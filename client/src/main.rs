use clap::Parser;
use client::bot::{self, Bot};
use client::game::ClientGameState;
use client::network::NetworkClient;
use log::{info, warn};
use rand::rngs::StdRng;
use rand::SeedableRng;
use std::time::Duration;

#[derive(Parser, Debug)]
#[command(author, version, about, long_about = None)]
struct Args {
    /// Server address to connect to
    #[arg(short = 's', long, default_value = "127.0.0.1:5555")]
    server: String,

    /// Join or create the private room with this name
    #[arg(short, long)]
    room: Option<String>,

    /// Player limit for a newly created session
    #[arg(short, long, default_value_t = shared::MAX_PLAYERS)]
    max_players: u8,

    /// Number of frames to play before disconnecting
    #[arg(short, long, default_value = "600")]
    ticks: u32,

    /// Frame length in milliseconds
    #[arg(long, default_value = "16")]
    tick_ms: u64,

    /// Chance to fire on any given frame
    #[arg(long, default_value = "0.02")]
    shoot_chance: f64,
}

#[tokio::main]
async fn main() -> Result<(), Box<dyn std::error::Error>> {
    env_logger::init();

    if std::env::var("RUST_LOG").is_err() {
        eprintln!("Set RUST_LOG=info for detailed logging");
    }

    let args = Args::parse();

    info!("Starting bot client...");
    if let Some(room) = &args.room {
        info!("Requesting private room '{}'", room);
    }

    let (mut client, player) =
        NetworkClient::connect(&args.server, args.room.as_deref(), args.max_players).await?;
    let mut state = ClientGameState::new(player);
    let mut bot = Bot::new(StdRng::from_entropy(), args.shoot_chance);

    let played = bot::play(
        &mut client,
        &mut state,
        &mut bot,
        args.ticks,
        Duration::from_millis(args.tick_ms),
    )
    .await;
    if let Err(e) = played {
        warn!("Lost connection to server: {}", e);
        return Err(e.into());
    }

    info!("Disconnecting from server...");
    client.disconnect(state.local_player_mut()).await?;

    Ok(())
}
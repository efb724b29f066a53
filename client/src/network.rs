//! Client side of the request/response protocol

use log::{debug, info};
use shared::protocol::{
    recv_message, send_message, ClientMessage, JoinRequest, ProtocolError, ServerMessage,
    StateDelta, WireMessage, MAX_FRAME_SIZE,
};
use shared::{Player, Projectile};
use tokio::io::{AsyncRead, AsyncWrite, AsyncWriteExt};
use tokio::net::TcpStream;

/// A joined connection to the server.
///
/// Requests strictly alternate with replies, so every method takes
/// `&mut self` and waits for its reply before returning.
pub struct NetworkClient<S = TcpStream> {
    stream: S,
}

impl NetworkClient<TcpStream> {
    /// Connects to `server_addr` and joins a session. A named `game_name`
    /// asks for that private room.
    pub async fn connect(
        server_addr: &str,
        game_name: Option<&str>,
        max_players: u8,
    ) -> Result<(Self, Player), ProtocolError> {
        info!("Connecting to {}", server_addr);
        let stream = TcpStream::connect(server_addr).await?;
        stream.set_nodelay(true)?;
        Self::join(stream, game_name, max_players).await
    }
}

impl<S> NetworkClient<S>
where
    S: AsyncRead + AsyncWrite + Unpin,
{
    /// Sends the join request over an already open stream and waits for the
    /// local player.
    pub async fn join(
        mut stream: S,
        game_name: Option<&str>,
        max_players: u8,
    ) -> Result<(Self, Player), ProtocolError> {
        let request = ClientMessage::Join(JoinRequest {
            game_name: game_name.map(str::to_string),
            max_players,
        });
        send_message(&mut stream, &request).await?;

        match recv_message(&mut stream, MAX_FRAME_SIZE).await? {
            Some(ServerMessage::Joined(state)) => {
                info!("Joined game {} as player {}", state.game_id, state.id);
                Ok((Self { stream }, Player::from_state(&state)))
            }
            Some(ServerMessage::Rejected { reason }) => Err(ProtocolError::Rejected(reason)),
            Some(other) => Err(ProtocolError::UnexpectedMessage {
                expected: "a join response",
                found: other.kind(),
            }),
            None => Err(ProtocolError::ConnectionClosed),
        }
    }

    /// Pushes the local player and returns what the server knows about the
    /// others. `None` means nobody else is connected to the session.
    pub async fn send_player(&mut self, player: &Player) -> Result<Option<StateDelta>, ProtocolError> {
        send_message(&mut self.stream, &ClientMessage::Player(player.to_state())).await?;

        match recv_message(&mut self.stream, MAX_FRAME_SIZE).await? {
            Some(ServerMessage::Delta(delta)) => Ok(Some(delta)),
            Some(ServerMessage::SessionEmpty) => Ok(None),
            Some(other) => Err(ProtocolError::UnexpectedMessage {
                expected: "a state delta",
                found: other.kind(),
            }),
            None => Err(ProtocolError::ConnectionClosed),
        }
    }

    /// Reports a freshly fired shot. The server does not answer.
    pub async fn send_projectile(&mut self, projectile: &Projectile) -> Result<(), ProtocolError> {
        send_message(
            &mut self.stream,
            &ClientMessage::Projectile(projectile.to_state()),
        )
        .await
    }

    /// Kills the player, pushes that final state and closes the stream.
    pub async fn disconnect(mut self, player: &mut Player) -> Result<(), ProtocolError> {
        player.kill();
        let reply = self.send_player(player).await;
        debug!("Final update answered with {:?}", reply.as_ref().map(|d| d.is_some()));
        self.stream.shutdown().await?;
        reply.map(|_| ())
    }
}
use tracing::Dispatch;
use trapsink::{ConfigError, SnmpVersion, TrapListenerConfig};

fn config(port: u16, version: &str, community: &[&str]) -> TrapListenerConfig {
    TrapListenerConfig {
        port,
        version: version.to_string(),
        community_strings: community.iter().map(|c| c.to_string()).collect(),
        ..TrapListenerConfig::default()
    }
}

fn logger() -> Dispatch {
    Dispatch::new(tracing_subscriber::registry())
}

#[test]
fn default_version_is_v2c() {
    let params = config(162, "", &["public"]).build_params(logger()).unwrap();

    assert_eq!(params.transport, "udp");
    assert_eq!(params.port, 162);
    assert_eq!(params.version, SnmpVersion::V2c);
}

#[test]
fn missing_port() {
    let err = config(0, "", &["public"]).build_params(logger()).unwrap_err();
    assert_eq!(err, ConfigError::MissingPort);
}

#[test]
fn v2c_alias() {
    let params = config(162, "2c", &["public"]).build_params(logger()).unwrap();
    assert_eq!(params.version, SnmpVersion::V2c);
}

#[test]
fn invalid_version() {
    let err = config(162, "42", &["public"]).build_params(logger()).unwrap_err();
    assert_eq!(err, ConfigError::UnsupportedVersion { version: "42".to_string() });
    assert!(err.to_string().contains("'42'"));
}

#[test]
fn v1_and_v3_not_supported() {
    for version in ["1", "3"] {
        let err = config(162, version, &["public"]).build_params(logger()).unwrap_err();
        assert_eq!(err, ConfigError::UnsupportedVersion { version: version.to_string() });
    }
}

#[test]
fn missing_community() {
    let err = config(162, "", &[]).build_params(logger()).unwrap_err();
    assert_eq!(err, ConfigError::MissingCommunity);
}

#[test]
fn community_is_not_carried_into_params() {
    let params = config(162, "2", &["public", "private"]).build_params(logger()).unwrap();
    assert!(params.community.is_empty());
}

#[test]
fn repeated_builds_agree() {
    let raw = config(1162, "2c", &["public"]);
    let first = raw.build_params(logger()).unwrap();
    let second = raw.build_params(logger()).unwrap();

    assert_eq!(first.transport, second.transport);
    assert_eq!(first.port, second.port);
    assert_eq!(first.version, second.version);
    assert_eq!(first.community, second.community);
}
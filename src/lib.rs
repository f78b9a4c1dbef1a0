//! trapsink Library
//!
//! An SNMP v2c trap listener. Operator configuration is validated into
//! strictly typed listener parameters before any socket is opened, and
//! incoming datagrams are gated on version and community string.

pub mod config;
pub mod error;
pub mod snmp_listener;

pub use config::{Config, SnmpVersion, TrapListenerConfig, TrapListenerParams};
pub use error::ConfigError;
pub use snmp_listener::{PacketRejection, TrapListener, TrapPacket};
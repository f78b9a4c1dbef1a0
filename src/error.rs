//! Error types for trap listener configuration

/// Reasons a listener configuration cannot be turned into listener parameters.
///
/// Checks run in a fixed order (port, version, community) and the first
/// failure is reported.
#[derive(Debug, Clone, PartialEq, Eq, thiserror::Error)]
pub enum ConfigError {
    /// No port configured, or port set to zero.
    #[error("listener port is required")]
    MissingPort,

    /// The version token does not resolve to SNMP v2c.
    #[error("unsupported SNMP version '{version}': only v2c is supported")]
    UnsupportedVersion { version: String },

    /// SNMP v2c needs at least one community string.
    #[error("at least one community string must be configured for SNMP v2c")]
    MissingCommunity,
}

=-=-=-=-=

:: WHAT IS EXPECTED ::
Please reproduce exactly the lines from the first one of the records above through the line containing "newly created session", both included, and nothing else.

:: EXERCISE RESPONSE ::
filename client/src/main.rs
use clap::Parser;
use client::bot::{self, Bot};
use client::game::ClientGameState;
use client::network::NetworkClient;
use log::{info, warn};
use rand::rngs::StdRng;
use rand::SeedableRng;
use std::time::Duration;

#[derive(Parser, Debug)]
#[command(author, version, about, long_about = None)]
struct Args {
    /// Server address to connect to
    #[arg(short = 's', long, default_value = "127.0.0.1:5555")]
    server: String,

    /// Join or create the private room with this name
    #[arg(short, long)]
    room: Option<String>,

    /// Player limit for a newly created session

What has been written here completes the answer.